The museum is located in a house, where Jafar Jabbarly lived and created, in I. Gutgashinli Street, Baku. It first began operating in 1979 in connection with the 80th anniversary of the writer. During these period, the museum had only 57 exhibits. The official inauguration was held on March 22, 1982. The President of the Republic of Azerbaijan, Heydar Aliyev attended the opening ceremony.
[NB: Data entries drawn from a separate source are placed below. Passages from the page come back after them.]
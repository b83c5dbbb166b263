//! Fuzz target for normalization and ingestion.
//!
//! This fuzzer tests that normalization, tokenization and ingestion never
//! panic on malformed quoting or stray separators.

#![no_main]

use libfuzzer_sys::fuzz_target;
use csvgate::{
    normalize, tokenize, ColumnSpec, FormatConfig, IngestConfig, Ingestor, SchemaDocument,
};

fuzz_target!(|data: &[u8]| {
    // Only process reasonable-sized inputs to avoid OOM
    if data.len() > 100_000 {
        return;
    }

    let Ok(text) = std::str::from_utf8(data) else {
        return;
    };

    for line in normalize(text, ',') {
        let _ = tokenize(line.as_str(), ',');
    }

    let Ok(format) = FormatConfig::new(vec![
        ColumnSpec::new("id", "id"),
        ColumnSpec::new("name", "name").with_default("-"),
    ]) else {
        return;
    };
    let config = IngestConfig {
        skip_empty_rows: true,
        validate_duplicate_columns: true,
        ..IngestConfig::default()
    };
    let _ = Ingestor::with_config(config).ingest(text, &format, &SchemaDocument::empty());
});
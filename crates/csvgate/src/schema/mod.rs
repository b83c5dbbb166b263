//! Format definitions and schema documents.

mod column;
mod document;
mod store;

pub use column::{ColumnSpec, FormatConfig};
pub use document::SchemaDocument;
pub use store::{FormatStore, FORMAT_DIR, VALIDATION_DIR};
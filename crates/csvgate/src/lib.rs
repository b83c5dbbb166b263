//! csvgate: CSV ingestion with multi-line field recovery and schema validation.
//!
//! Input text goes through four stages:
//!
//! - **Normalize**: split into logical lines, keeping newlines that belong to
//!   quoted fields inside their record
//! - **Tokenize**: split each logical line into raw fields
//! - **Map**: resolve the header against a [`FormatConfig`] and turn each data
//!   row into a [`MappedRow`] keyed by column name
//! - **Validate**: hand every mapped row to a [`RecordValidator`] and collect
//!   errors per source row
//!
//! # Example
//!
//! ```
//! use csvgate::{ColumnSpec, FormatConfig, Ingestor, SchemaDocument};
//!
//! let format = FormatConfig::new(vec![
//!     ColumnSpec::new("ID", "id"),
//!     ColumnSpec::new("Note", "note"),
//! ])
//! .unwrap();
//!
//! let text = "ID,Note\n1,\"two\nlines\"\n";
//! let result = Ingestor::new().ingest(text, &format, &SchemaDocument::empty());
//!
//! let rows = result.rows().unwrap();
//! assert_eq!(rows[0].get("note"), Some("two\nlines"));
//! ```

pub mod error;
pub mod input;
pub mod mapping;
pub mod schema;
pub mod validation;

mod ingest;

pub use crate::ingest::{IngestConfig, Ingestor};
pub use error::{CsvGateError, Result};
pub use input::{normalize, tokenize, LogicalLine, NormalizeOptions, Normalizer, RawRow};
pub use mapping::{map_row, resolve, HeaderIndex, HeaderResolution, MappedRow};
pub use schema::{ColumnSpec, FormatConfig, FormatStore, SchemaDocument};
pub use validation::{
    ContentErrors, IngestErrors, IngestResult, JsonSchemaValidator, RecordValidator, SourceRow,
    ValidationGateway,
};
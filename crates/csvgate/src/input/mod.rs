//! Text input: line normalization and tokenization.

mod normalizer;
mod tokenizer;

pub use normalizer::{normalize, LogicalLine, NormalizeOptions, Normalizer};
pub use tokenizer::{tokenize, RawRow};
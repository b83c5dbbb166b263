//! Main Ingestor struct and public API.

use std::path::Path;
use std::sync::Arc;

use serde::{Deserialize, Serialize};

use crate::error::{CsvGateError, Result};
use crate::input::{tokenize, NormalizeOptions, Normalizer};
use crate::mapping::{map_row, resolve, HeaderIndex};
use crate::schema::{FormatConfig, FormatStore, SchemaDocument};
use crate::validation::{
    IngestResult, JsonSchemaValidator, RecordValidator, SourceRow, ValidationGateway,
};

/// Configuration for one kind of CSV input.
#[derive(Debug, Clone, PartialEq, Eq, Serialize, Deserialize)]
#[serde(default)]
pub struct IngestConfig {
    /// Field separator.
    pub separator: char,
    /// Whether the first row (after skipped lines) is a header.
    pub has_header: bool,
    /// Normalized lines to skip before the header or first data row.
    pub skip_data_lines: usize,
    /// Drop blank records.
    pub skip_empty_rows: bool,
    /// Report format titles repeated in the header as header errors.
    pub validate_duplicate_columns: bool,
    /// Re-quote unquoted fields that span several lines.
    pub recover_unquoted_fields: bool,
}

impl Default for IngestConfig {
    fn default() -> Self {
        Self {
            separator: ',',
            has_header: true,
            skip_data_lines: 0,
            skip_empty_rows: false,
            validate_duplicate_columns: false,
            recover_unquoted_fields: true,
        }
    }
}

impl IngestConfig {
    pub fn normalize_options(&self) -> NormalizeOptions {
        NormalizeOptions {
            separator: self.separator,
            skip_empty_rows: self.skip_empty_rows,
            recover_unquoted_fields: self.recover_unquoted_fields,
        }
    }
}

/// The CSV ingestion engine.
///
/// Holds no mutable state; one instance can serve concurrent calls.
pub struct Ingestor {
    config: IngestConfig,
    validator: Arc<dyn RecordValidator + Send + Sync>,
}

impl Ingestor {
    /// Create an ingestor with default configuration and JSON Schema validation.
    pub fn new() -> Self {
        Self::with_config(IngestConfig::default())
    }

    /// Create an ingestor with custom configuration.
    pub fn with_config(config: IngestConfig) -> Self {
        Self {
            config,
            validator: Arc::new(JsonSchemaValidator),
        }
    }

    /// Replace the record validator.
    pub fn with_validator(mut self, validator: impl RecordValidator + Send + Sync + 'static) -> Self {
        self.validator = Arc::new(validator);
        self
    }

    pub fn config(&self) -> &IngestConfig {
        &self.config
    }

    /// Ingest in-memory text against a format and schema.
    ///
    /// Header errors suppress row validation. Malformed quoting never fails.
    pub fn ingest(&self, text: &str, columns: &FormatConfig, schema: &SchemaDocument) -> IngestResult {
        let config = &self.config;
        let lines = Normalizer::new(config.normalize_options()).normalize(text);

        let mut rows = lines
            .iter()
            .enumerate()
            .skip(config.skip_data_lines)
            .filter(|(_, line)| !line.is_empty())
            .map(|(line_index, line)| (line_index, tokenize(line.as_str(), config.separator)));

        let mut header: Option<HeaderIndex> = None;
        if config.has_header {
            if let Some((_, header_row)) = rows.next() {
                let (index, resolution) =
                    resolve(&header_row, columns, config.validate_duplicate_columns);
                if !resolution.is_clean() {
                    let messages = resolution.messages();
                    tracing::info!(header_errors = messages.len(), "header does not match format");
                    return IngestResult::header_errors(messages);
                }
                header = Some(index);
            }
        }

        let mapped: Vec<SourceRow> = rows
            .map(|(line_index, raw)| SourceRow {
                line_index,
                record: map_row(&raw, header.as_ref(), columns),
            })
            .collect();
        tracing::debug!(lines = lines.len(), rows = mapped.len(), "mapped data rows");

        let content = ValidationGateway::new(self.validator.as_ref(), schema).validate_rows(&mapped);
        if !content.is_empty() {
            tracing::info!(
                rows = mapped.len(),
                invalid_rows = content.len(),
                "rows failed validation"
            );
            return IngestResult::content_errors(content);
        }

        tracing::info!(rows = mapped.len(), "ingested rows");
        IngestResult::Rows(mapped.into_iter().map(|row| row.record).collect())
    }

    /// Ingest text against a named format from `store`.
    ///
    /// Missing format or schema files fail before any parsing.
    pub fn ingest_named(&self, text: &str, store: &FormatStore, name: &str) -> Result<IngestResult> {
        let (columns, schema) = store.load(name)?;
        Ok(self.ingest(text, &columns, &schema))
    }

    /// Ingest a UTF-8 file against a named format from `store`.
    pub fn ingest_file(
        &self,
        path: impl AsRef<Path>,
        store: &FormatStore,
        name: &str,
    ) -> Result<IngestResult> {
        let path = path.as_ref();
        if !path.is_file() {
            return Err(CsvGateError::FileNotFound {
                path: path.to_path_buf(),
            });
        }

        let (columns, schema) = store.load(name)?;

        let bytes = std::fs::read(path).map_err(|e| CsvGateError::Io {
            path: path.to_path_buf(),
            source: e,
        })?;
        let text = String::from_utf8(bytes).map_err(|_| CsvGateError::Encoding {
            path: path.to_path_buf(),
        })?;

        tracing::debug!(path = %path.display(), format = name, bytes = text.len(), "read input file");
        Ok(self.ingest(&text, &columns, &schema))
    }
}

impl Default for Ingestor {
    fn default() -> Self {
        Self::new()
    }
}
==Exhibition and activity==
The total area of the museum is 200 m^{2} and it consists of 7 rooms. Currently, over 10,000 exhibits are preserved in the fund of the museum. Documents and photographs reflecting life and creativity of the writer, his rare manuscripts, personal belongings of the writer and his family, used by the writer when he was alive, stage models designed for separate dramatic works, posters and programs from plays, paintings are exhibited to the audience. Also, gifts from prominent personalities to the dramatist, scientific works that investigate the literary heritage of Jabbarly, press examples are between collection of the museum.

The museum compiles and publishes books that consist of works of Jabbarly and his creativity. Also a CD named "I was a Free Bird" which includes composed songs with lyrics of the writer was released by the museum. At the same time, Jabbarly Prize was created in connection with 100th jubilee of the writer and was presented to many artists.